2020年新型コロナウイルスの影響で短縮シーズンとなったが、57試合で22本塁打を放って本塁打王を獲得し[3]、シーズンMVPを受賞した[4]

2021年は100試合に出場して、打率.320、リーグ新記録となる33本塁打、101打点、24盗塁の成績を残し、2年連続で本塁打王とシーズンMVPを獲得した[5][6]。またMLBと業務提携を結ぶMLBパートナーリーグ英語版として活動する4つの独立リーグ全体のMVPにも選出された[7]

巨人時代 編集

2021年12月15日に読売ジャイアンツと契約した[8][9]。登録名はアダム・ウォーカー、背番号は44で、推定年俸は30万ドル(約3400万円)[10]

直近の所属がアメリカ独立リーグで尚且つ外野手であったため当時の守備力を見極めるための映像資料はほとんどなく、球団は事前にウォーカーの守備力が分からなかったという話もある[11]

 
巨人時代
(2022年5月5日 マツダスタジアム

2022年は、規定打席不足ながら打率.271、23本塁打、52打点と上々の成績を残し、岡本和真(30本、リーグ2位)、丸佳浩(27本、リーグ3位)中田翔(24本)、グレゴリー・ポランコ(24本)と20本塁打以上を5人輩出、2007年以来15年ぶりの記録となった[12]。その一方でその拙守からシーズン中は中盤に早々と守備固めに交代させられる試合もあり[11]、外野手リーグワーストとなる5失策と守備に課題を残した。そのため、アメリカへの帰国を遅らせる形で秋季キャンプに参加した。東京ドームで侍ジャパンとの強化試合で唯一の外国人選手として出場、與座海人から本塁打を放った。シーズンオフに大幅アップとなる推定年俸1億円で新たに2年契約を結んだ[13]
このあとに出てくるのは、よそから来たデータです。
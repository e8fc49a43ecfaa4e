use crate::codec::CodecError;
use thiserror::Error;

/// Error types for the translation collaborators
#[derive(Debug, Clone, PartialEq, Eq, Error)]
pub enum MtError {
    /// The engine refused or mangled a translation
    #[error("Translation error: {0}")]
    TranslationError(String),
    /// Missing API key, bad endpoint, client-side HTTP errors
    #[error("Configuration error: {0}")]
    ConfigError(String),
    #[error("Network error: {0}")]
    NetworkError(String),
    #[error("Invalid locale: {0}")]
    InvalidLocale(String),
    /// Placeholders could not be restored from the engine output
    #[error(transparent)]
    Codec(#[from] CodecError),
    /// Any failure of a vendor call, tagged with the provider that made it
    #[error("{provider} failed: {source}")]
    ProviderFailed {
        provider: String,
        source: Box<MtError>,
    },
}

impl MtError {
    pub fn provider_failed(provider: impl Into<String>, source: MtError) -> Self {
        match source {
            already @ MtError::ProviderFailed { .. } => already,
            source => MtError::ProviderFailed {
                provider: provider.into(),
                source: Box::new(source),
            },
        }
    }
}

impl From<reqwest::Error> for MtError {
    fn from(e: reqwest::Error) -> Self {
        MtError::NetworkError(e.to_string())
    }
}

/// Result type for MT operations
pub type MtResult<T> = Result<T, MtError>;

#[cfg(test)]
mod tests {
    use super::*;

    #[test]
    fn test_provider_failed_display() {
        let e = MtError::provider_failed("mock", MtError::TranslationError("boom".to_string()));
        assert_eq!(e.to_string(), "mock failed: Translation error: boom");
    }

    #[test]
    fn test_provider_failed_is_not_nested() {
        let inner = MtError::provider_failed("a", MtError::NetworkError("down".to_string()));
        let outer = MtError::provider_failed("b", inner.clone());
        assert_eq!(outer, inner);
    }

    #[test]
    fn test_codec_error_converts() {
        let e: MtError = CodecError::UnresolvedTag("<x9 />".to_string()).into();
        assert!(matches!(e, MtError::Codec(_)));
    }
}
2023年の開幕は二軍スタートとなった。二軍でも打率1割台であったがチームの打力をテコ入れするため4月14日に一軍昇格した[14]。4月16日の中日戦に先発出場すると、第1打席で左中間に本塁打を記録した[14]。その後はルイス・ブリンソンと併用されたために出場機会を減らし[15][16]、57試合出場、打率.263、6本塁打、20打点と前年の記録を下回った[17]

ソフトバンク時代 編集

2023年11月6日に高橋礼泉圭輔との交換トレードで福岡ソフトバンクホークスに移籍することが発表された[18][19]。背番号は28

選手としての特徴・人物 編集

2013年から2016年まで4年連続で25本塁打以上を記録するなど、2018年までのマイナー通算で143本塁打を放ち[1]、独立リーグでも本塁打王に輝いている長距離砲。一方、三振率が非常に高く、2016年には2.37打数に1回(42.3%)となる202三振を喫するなど[1]、2016年から2018年までの3年連続で35.0%を超えている[20]

父のアダム・ウォーカー・シニア英語版は1987年にNFLミネソタ・バイキングスに所属した元プロアメリカンフットボール選手(RB)であり[21]、いとこにデトロイト・タイガースなどで活躍しMLB通算1386安打を放った元プロ野球選手のダミオン・イーズリーがいる[22]

独立リーグ時代の2019年にドレッドヘアにしたことでMVPを2回取ったために験担ぎでドレッドヘアを維持していたという[23][24]。長髪禁止とされる巨人時代もドレッドヘアを維持していた[23][25]。ソフトバンク移籍にあたり、「リセットする意味」でドレッドヘアをやめ短髪にした[26]。また巨人では禁止されていた髭を生やし外観は大きく変わっている。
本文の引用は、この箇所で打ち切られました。